◆ Data records:

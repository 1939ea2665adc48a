//! Caller-supplied overrides resolved against the built-in defaults.
//!
//! Every numeric override is taken only when it is present and greater than
//! zero; anything else falls back to the named default from
//! [`RateConfiguration::norway_2024`]. Resolution happens exactly once,
//! producing a plain [`RateConfiguration`] that calculators read directly.

use std::collections::BTreeMap;

use rust_decimal::Decimal;
use serde::{Deserialize, Serialize};

use crate::models::{MunicipalRates, RateConfiguration, VatRounding};

/// Partial configuration, typically deserialized from a TOML file.
#[derive(Debug, Clone, Default, PartialEq, Eq, Serialize, Deserialize)]
#[serde(default)]
pub struct RateOverrides {
    pub tax_year: Option<i32>,
    pub social_contribution: SocialContributionOverrides,
    pub vat: VatOverrides,
    pub standard_deduction: StandardDeductionOverrides,
    pub expense_caps: ExpenseCapOverrides,
    pub municipal: MunicipalOverrides,
    pub validation: ValidationOverrides,
    pub loss_carry_forward: Option<bool>,
    pub industry_rates: BTreeMap<String, Decimal>,
}

#[derive(Debug, Clone, Default, PartialEq, Eq, Serialize, Deserialize)]
#[serde(default)]
pub struct SocialContributionOverrides {
    pub employee_rate: Option<Decimal>,
    pub self_employed_rate: Option<Decimal>,
    pub pensioner_rate: Option<Decimal>,
    pub lower_bound: Option<Decimal>,
    pub upper_bound: Option<Decimal>,
    pub stepped: Option<bool>,
    pub adjustment_factor: Option<Decimal>,
}

#[derive(Debug, Clone, Default, PartialEq, Eq, Serialize, Deserialize)]
#[serde(default)]
pub struct VatOverrides {
    pub standard_rate: Option<Decimal>,
    pub reduced_rate: Option<Decimal>,
    pub food_rate: Option<Decimal>,
    pub rounding: Option<VatRounding>,
    pub decimals: Option<u32>,
}

#[derive(Debug, Clone, Default, PartialEq, Eq, Serialize, Deserialize)]
#[serde(default)]
pub struct StandardDeductionOverrides {
    pub rate: Option<Decimal>,
    pub cap: Option<Decimal>,
    pub income_threshold: Option<Decimal>,
}

#[derive(Debug, Clone, Default, PartialEq, Eq, Serialize, Deserialize)]
#[serde(default)]
pub struct ExpenseCapOverrides {
    pub home_office: Option<Decimal>,
    pub travel: Option<Decimal>,
    pub mileage_per_km: Option<Decimal>,
}

#[derive(Debug, Clone, Default, PartialEq, Eq, Serialize, Deserialize)]
#[serde(default)]
pub struct MunicipalOverrides {
    pub standard_rate: Option<Decimal>,
    pub rates: BTreeMap<String, Decimal>,
}

#[derive(Debug, Clone, Default, PartialEq, Eq, Serialize, Deserialize)]
#[serde(default)]
pub struct ValidationOverrides {
    pub max_income: Option<Decimal>,
    pub max_expense: Option<Decimal>,
}

impl RateOverrides {
    /// Resolves the overrides against the 2024 defaults.
    pub fn resolve(self) -> RateConfiguration {
        self.resolve_onto(RateConfiguration::norway_2024())
    }

    /// Resolves the overrides against an explicit base configuration.
    pub fn resolve_onto(
        self,
        base: RateConfiguration,
    ) -> RateConfiguration {
        let mut config = base;

        if let Some(year) = self.tax_year.filter(|year| *year > 0) {
            config.tax_year = year;
        }

        let sc = self.social_contribution;
        let target = &mut config.social_contribution;
        target.employee_rate = positive_or(sc.employee_rate, target.employee_rate);
        target.self_employed_rate = positive_or(sc.self_employed_rate, target.self_employed_rate);
        target.pensioner_rate = positive_or(sc.pensioner_rate, target.pensioner_rate);
        target.lower_bound = positive_or(sc.lower_bound, target.lower_bound);
        target.upper_bound = positive_or(sc.upper_bound, target.upper_bound);
        target.adjustment_factor = positive_or(sc.adjustment_factor, target.adjustment_factor);
        if let Some(stepped) = sc.stepped {
            target.stepped = stepped;
        }

        let vat = self.vat;
        config.vat.standard_rate = positive_or(vat.standard_rate, config.vat.standard_rate);
        config.vat.reduced_rate = positive_or(vat.reduced_rate, config.vat.reduced_rate);
        config.vat.food_rate = positive_or(vat.food_rate, config.vat.food_rate);
        if let Some(rounding) = vat.rounding {
            config.vat.rounding = rounding;
        }
        if let Some(decimals) = vat.decimals {
            config.vat.decimals = decimals;
        }

        let sd = self.standard_deduction;
        let target = &mut config.standard_deduction;
        target.rate = positive_or(sd.rate, target.rate);
        target.cap = positive_or(sd.cap, target.cap);
        target.income_threshold = positive_or(sd.income_threshold, target.income_threshold);

        let caps = self.expense_caps;
        let target = &mut config.expense_caps;
        target.home_office = positive_or(caps.home_office, target.home_office);
        target.travel = positive_or(caps.travel, target.travel);
        target.mileage_per_km = positive_or(caps.mileage_per_km, target.mileage_per_km);

        let municipal = self.municipal;
        let rate_override = municipal.standard_rate.filter(|rate| *rate > Decimal::ZERO);
        if !municipal.rates.is_empty() {
            config.municipal.rates = municipal.rates;
        } else if let Some(rate) = rate_override {
            config.municipal.rates = MunicipalRates::seeded(rate);
        }
        if let Some(rate) = rate_override {
            config.municipal.standard_rate = rate;
        }

        let bounds = self.validation;
        config.validation.max_income = positive_or(bounds.max_income, config.validation.max_income);
        config.validation.max_expense =
            positive_or(bounds.max_expense, config.validation.max_expense);

        if let Some(enabled) = self.loss_carry_forward {
            config.loss_carry_forward.enabled = enabled;
        }
        config.industry_rates.extend(self.industry_rates);

        config
    }
}

/// The override when it is present and positive, the default otherwise.
fn positive_or(
    value: Option<Decimal>,
    default: Decimal,
) -> Decimal {
    value.filter(|v| *v > Decimal::ZERO).unwrap_or(default)
}

#[cfg(test)]
mod tests {
    use pretty_assertions::assert_eq;
    use rust_decimal_macros::dec;

    use super::*;

    #[test]
    fn empty_overrides_resolve_to_defaults() {
        let config = RateOverrides::default().resolve();

        assert_eq!(config, RateConfiguration::norway_2024());
    }

    #[test]
    fn positive_override_replaces_default() {
        let overrides = RateOverrides {
            social_contribution: SocialContributionOverrides {
                self_employed_rate: Some(dec!(10.9)),
                ..Default::default()
            },
            ..Default::default()
        };

        let config = overrides.resolve();

        assert_eq!(config.social_contribution.self_employed_rate, dec!(10.9));
        assert_eq!(config.social_contribution.employee_rate, dec!(8.2));
    }

    #[test]
    fn zero_or_negative_override_falls_back_to_default() {
        let overrides = RateOverrides {
            standard_deduction: StandardDeductionOverrides {
                rate: Some(dec!(0)),
                cap: Some(dec!(-5)),
                income_threshold: None,
            },
            ..Default::default()
        };

        let config = overrides.resolve();

        assert_eq!(config.standard_deduction.rate, dec!(0.43));
        assert_eq!(config.standard_deduction.cap, dec!(86000));
    }

    #[test]
    fn municipal_rates_replace_seeded_table() {
        let mut rates = BTreeMap::new();
        rates.insert("0301".to_string(), dec!(21.7));
        let overrides = RateOverrides {
            municipal: MunicipalOverrides {
                standard_rate: None,
                rates,
            },
            ..Default::default()
        };

        let config = overrides.resolve();

        assert_eq!(config.municipal.rates.len(), 1);
        assert_eq!(config.municipal.rate_for("0301"), dec!(21.7));
        assert_eq!(config.municipal.rate_for("4601"), dec!(22));
    }

    #[test]
    fn standard_rate_override_reseeds_default_table() {
        let overrides = RateOverrides {
            municipal: MunicipalOverrides {
                standard_rate: Some(dec!(23)),
                rates: BTreeMap::new(),
            },
            ..Default::default()
        };

        let config = overrides.resolve();

        assert_eq!(config.municipal.rate_for("5001"), dec!(23));
    }

    #[test]
    fn boolean_overrides_apply_even_when_false() {
        let overrides = RateOverrides {
            loss_carry_forward: Some(false),
            social_contribution: SocialContributionOverrides {
                stepped: Some(false),
                ..Default::default()
            },
            ..Default::default()
        };

        let config = overrides.resolve();

        assert!(!config.loss_carry_forward.enabled);
        assert!(!config.social_contribution.stepped);
    }

    #[test]
    fn missing_municipal_section_keeps_base_table() {
        let mut base = RateConfiguration::norway_2024();
        base.municipal.rates.insert("3201".to_string(), dec!(21.5));

        let config = RateOverrides::default().resolve_onto(base.clone());

        assert_eq!(config.municipal, base.municipal);
    }

    #[test]
    fn standard_rate_override_reseeds_custom_base_table() {
        let mut base = RateConfiguration::norway_2024();
        base.municipal.rates.insert("3201".to_string(), dec!(21.5));
        let overrides = RateOverrides {
            municipal: MunicipalOverrides {
                standard_rate: Some(dec!(21)),
                ..Default::default()
            },
            ..Default::default()
        };

        let config = overrides.resolve_onto(base);

        assert_eq!(config.municipal.standard_rate, dec!(21));
        assert_eq!(config.municipal.rates, MunicipalRates::seeded(dec!(21)));
    }
}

◆ Your goal: Begin with the line containing "assert_eq!(config.municipal, base.municipal);" and repeat each line exactly until the records above end.

◆ Answer space:
        assert_eq!(config.municipal, base.municipal);
    }

    #[test]
    fn standard_rate_override_reseeds_custom_base_table() {
        let mut base = RateConfiguration::norway_2024();
        base.municipal.rates.insert("3201".to_string(), dec!(21.5));
        let overrides = RateOverrides {
            municipal: MunicipalOverrides {
                standard_rate: Some(dec!(21)),
                ..Default::default()
            },
            ..Default::default()
        };

        let config = overrides.resolve_onto(base);

        assert_eq!(config.municipal.standard_rate, dec!(21));
        assert_eq!(config.municipal.rates, MunicipalRates::seeded(dec!(21)));
    }
}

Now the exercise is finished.